WHAT TO DO:
Copy out exactly the lines below that run from the one holding "in the input." to the one holding "pub struct ImportSummary", keeping both of those lines and no others.

RECORDS SUPPLIED:
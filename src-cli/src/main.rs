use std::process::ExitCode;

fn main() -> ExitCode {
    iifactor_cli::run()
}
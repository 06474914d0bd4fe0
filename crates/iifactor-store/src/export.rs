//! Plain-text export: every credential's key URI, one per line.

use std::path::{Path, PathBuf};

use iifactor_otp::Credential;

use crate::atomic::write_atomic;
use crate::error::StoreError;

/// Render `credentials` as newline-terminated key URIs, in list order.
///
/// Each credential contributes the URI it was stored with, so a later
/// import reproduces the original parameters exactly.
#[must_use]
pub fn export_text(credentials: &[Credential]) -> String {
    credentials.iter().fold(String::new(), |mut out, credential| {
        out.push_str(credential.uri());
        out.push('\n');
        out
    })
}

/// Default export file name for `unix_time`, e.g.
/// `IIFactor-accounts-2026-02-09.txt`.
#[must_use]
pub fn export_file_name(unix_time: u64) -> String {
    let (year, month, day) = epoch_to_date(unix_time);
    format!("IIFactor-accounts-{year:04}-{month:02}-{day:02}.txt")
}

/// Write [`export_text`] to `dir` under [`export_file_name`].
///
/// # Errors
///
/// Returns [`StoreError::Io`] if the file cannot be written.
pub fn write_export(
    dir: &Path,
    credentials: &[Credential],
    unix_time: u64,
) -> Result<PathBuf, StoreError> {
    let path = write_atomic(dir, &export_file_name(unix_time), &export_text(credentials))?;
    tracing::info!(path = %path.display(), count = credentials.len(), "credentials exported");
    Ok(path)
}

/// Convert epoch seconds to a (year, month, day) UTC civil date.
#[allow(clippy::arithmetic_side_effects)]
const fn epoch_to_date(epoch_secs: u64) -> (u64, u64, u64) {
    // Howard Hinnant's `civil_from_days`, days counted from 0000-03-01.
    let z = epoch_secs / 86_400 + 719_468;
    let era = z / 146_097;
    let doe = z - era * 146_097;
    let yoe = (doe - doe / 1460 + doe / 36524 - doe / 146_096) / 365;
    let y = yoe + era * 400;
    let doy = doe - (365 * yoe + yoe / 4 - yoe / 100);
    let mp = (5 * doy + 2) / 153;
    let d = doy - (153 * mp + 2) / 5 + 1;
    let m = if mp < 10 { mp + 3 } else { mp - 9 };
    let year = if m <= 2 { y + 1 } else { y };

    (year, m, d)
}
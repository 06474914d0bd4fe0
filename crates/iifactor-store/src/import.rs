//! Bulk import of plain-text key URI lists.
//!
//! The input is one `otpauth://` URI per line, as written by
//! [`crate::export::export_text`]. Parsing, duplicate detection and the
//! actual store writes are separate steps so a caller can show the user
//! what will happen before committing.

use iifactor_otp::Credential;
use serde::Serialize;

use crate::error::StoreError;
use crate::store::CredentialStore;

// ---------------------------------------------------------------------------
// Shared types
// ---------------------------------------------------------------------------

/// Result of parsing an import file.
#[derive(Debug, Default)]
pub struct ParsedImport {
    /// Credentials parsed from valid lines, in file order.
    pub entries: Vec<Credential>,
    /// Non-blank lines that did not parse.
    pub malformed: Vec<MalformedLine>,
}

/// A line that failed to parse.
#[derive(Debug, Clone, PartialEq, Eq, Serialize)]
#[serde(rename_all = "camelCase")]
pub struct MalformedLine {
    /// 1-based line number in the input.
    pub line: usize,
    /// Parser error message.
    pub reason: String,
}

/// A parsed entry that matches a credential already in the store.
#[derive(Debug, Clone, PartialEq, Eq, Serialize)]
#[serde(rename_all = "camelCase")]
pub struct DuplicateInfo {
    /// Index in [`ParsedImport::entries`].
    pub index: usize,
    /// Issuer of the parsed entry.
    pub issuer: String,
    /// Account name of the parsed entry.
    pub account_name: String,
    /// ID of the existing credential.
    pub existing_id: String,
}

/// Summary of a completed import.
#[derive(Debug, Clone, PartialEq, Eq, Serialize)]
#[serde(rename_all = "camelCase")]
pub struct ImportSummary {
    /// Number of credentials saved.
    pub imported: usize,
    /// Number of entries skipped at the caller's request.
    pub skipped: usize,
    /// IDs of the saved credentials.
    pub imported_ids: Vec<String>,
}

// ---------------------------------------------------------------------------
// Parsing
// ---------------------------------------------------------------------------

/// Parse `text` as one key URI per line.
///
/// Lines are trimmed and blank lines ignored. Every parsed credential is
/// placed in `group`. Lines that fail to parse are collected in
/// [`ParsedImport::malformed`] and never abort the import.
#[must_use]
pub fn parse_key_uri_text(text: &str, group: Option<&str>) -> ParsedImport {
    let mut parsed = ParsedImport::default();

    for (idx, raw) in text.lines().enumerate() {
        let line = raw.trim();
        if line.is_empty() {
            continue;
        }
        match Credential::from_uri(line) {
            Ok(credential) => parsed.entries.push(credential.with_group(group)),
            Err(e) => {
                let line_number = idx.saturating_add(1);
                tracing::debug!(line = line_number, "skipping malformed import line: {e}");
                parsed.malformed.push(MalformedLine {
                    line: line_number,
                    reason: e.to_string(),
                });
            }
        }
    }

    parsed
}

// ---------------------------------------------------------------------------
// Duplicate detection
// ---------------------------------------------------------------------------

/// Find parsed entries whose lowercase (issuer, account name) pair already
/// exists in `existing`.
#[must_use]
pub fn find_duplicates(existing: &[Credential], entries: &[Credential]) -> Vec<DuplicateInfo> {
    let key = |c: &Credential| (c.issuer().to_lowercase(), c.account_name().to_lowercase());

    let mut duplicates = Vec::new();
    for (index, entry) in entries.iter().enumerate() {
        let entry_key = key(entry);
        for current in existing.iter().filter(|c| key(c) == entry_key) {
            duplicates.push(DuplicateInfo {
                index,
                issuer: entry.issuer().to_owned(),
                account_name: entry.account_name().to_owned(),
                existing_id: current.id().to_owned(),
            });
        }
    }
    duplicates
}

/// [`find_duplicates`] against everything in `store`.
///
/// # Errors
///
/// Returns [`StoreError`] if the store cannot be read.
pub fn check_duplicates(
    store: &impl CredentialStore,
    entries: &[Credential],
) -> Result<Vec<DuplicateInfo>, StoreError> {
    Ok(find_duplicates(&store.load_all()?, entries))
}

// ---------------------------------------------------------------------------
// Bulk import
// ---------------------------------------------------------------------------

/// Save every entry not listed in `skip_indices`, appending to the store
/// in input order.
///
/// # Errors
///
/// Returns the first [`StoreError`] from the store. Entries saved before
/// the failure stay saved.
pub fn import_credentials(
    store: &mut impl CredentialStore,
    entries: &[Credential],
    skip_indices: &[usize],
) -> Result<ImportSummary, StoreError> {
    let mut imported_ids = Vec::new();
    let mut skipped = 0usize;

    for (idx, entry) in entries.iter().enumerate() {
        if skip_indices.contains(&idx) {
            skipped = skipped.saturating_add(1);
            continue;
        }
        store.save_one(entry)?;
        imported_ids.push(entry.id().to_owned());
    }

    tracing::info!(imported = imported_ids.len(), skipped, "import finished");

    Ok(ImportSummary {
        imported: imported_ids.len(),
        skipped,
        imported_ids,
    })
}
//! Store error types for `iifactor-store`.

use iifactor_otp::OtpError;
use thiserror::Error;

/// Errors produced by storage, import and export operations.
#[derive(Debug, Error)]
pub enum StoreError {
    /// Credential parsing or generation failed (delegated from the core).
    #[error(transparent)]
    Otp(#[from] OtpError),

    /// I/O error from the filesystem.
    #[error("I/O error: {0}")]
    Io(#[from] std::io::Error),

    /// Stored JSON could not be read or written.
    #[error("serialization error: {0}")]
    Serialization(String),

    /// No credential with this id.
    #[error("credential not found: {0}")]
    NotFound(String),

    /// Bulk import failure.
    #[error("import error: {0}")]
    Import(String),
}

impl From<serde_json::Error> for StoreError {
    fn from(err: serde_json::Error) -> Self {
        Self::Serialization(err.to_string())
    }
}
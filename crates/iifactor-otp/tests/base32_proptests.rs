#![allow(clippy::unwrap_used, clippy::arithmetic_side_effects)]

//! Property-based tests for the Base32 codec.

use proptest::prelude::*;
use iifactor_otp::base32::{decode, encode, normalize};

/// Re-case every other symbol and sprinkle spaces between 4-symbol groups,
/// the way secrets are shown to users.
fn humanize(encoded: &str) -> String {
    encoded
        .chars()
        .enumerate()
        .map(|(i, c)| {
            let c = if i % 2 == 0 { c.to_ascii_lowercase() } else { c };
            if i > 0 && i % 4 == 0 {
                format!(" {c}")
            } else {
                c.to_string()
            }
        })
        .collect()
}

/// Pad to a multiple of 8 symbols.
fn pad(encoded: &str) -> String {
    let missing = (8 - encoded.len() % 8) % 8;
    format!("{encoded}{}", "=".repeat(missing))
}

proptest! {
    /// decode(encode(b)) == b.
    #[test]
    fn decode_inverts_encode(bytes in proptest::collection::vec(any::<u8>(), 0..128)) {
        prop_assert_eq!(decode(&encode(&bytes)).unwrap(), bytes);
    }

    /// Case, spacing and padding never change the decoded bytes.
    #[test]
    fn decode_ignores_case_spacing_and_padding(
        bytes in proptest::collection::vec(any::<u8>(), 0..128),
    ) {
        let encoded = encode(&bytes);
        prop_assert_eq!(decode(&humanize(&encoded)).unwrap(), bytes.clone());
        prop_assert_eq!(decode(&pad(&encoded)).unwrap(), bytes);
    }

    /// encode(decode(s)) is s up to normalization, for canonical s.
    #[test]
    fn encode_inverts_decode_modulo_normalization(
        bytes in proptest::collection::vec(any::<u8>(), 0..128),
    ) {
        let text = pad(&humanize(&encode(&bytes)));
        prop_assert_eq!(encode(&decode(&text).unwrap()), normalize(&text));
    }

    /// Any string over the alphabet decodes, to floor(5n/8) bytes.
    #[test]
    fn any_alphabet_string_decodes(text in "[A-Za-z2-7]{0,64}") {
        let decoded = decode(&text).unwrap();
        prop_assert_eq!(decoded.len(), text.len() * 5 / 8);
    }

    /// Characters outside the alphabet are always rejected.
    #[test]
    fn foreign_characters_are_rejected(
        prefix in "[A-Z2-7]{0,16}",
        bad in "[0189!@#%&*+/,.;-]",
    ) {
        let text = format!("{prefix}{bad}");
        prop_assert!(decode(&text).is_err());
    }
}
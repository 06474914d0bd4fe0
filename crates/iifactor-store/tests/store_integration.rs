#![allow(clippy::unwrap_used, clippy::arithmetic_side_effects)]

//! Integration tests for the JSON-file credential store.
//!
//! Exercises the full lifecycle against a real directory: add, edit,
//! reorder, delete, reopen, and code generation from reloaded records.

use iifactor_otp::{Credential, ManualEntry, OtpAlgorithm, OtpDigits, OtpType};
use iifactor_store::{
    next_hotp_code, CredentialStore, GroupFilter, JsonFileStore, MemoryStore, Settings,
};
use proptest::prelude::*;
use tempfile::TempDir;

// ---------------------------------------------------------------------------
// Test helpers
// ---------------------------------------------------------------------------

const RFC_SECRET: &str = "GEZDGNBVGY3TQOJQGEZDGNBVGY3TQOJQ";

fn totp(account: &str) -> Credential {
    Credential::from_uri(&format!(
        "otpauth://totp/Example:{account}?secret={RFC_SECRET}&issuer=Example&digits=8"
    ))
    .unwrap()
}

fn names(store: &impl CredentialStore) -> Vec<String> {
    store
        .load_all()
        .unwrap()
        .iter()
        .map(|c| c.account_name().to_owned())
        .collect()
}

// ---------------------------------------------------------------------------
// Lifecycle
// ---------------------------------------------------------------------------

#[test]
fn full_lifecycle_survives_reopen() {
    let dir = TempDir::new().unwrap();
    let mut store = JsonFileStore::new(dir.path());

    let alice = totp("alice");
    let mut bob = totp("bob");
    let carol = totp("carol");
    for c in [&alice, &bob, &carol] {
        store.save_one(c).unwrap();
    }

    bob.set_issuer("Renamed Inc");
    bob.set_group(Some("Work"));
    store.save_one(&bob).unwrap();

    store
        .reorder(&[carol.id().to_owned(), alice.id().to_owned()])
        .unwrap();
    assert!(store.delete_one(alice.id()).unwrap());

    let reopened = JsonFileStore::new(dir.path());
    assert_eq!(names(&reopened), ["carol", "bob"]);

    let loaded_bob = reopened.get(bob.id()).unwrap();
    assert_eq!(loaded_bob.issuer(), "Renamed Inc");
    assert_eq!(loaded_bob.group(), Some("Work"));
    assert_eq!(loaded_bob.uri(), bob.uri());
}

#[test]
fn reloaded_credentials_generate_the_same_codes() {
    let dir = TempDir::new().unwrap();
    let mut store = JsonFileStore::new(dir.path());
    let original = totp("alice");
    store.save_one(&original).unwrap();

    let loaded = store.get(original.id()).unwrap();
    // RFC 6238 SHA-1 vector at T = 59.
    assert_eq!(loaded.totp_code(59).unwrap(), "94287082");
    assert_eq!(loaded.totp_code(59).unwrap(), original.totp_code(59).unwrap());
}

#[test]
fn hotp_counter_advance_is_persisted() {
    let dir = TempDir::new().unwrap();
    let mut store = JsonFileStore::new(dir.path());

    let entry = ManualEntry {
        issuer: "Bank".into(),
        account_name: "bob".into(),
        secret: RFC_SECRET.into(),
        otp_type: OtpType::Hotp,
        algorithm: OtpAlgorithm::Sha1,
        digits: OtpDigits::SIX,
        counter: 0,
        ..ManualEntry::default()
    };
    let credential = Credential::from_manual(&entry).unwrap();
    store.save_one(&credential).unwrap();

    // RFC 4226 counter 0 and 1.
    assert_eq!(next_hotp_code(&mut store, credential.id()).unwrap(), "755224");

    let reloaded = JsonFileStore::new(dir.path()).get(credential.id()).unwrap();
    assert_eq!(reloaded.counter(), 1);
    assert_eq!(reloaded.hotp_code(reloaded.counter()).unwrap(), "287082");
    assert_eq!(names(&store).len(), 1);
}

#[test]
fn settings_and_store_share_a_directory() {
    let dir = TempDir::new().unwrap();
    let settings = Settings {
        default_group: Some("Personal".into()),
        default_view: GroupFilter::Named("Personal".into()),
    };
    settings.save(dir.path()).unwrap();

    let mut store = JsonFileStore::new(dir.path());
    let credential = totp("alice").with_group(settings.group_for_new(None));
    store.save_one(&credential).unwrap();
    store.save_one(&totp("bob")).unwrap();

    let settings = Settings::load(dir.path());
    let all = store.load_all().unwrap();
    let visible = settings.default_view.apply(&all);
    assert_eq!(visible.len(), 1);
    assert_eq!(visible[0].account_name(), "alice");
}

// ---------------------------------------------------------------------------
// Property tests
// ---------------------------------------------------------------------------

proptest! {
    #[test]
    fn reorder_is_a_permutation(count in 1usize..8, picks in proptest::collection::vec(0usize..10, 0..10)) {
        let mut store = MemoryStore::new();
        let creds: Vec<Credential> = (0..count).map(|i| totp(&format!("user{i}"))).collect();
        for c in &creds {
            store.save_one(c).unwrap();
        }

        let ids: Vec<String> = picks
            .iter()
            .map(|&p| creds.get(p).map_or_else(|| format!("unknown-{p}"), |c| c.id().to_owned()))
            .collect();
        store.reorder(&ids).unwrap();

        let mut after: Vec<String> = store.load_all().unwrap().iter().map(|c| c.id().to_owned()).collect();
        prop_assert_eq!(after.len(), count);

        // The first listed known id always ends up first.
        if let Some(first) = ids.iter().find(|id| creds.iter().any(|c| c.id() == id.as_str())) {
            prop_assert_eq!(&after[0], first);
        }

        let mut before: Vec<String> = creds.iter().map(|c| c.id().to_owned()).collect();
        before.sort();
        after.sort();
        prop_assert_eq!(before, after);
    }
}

RESPONSE BELOW:
    /// 1-based line number in the input.
    pub line: usize,
    /// Parser error message.
    pub reason: String,
}

/// A parsed entry that matches a credential already in the store.
#[derive(Debug, Clone, PartialEq, Eq, Serialize)]
#[serde(rename_all = "camelCase")]
pub struct DuplicateInfo {
    /// Index in [`ParsedImport::entries`].
    pub index: usize,
    /// Issuer of the parsed entry.
    pub issuer: String,
    /// Account name of the parsed entry.
    pub account_name: String,
    /// ID of the existing credential.
    pub existing_id: String,
}

/// Summary of a completed import.
#[derive(Debug, Clone, PartialEq, Eq, Serialize)]
#[serde(rename_all = "camelCase")]
pub struct ImportSummary {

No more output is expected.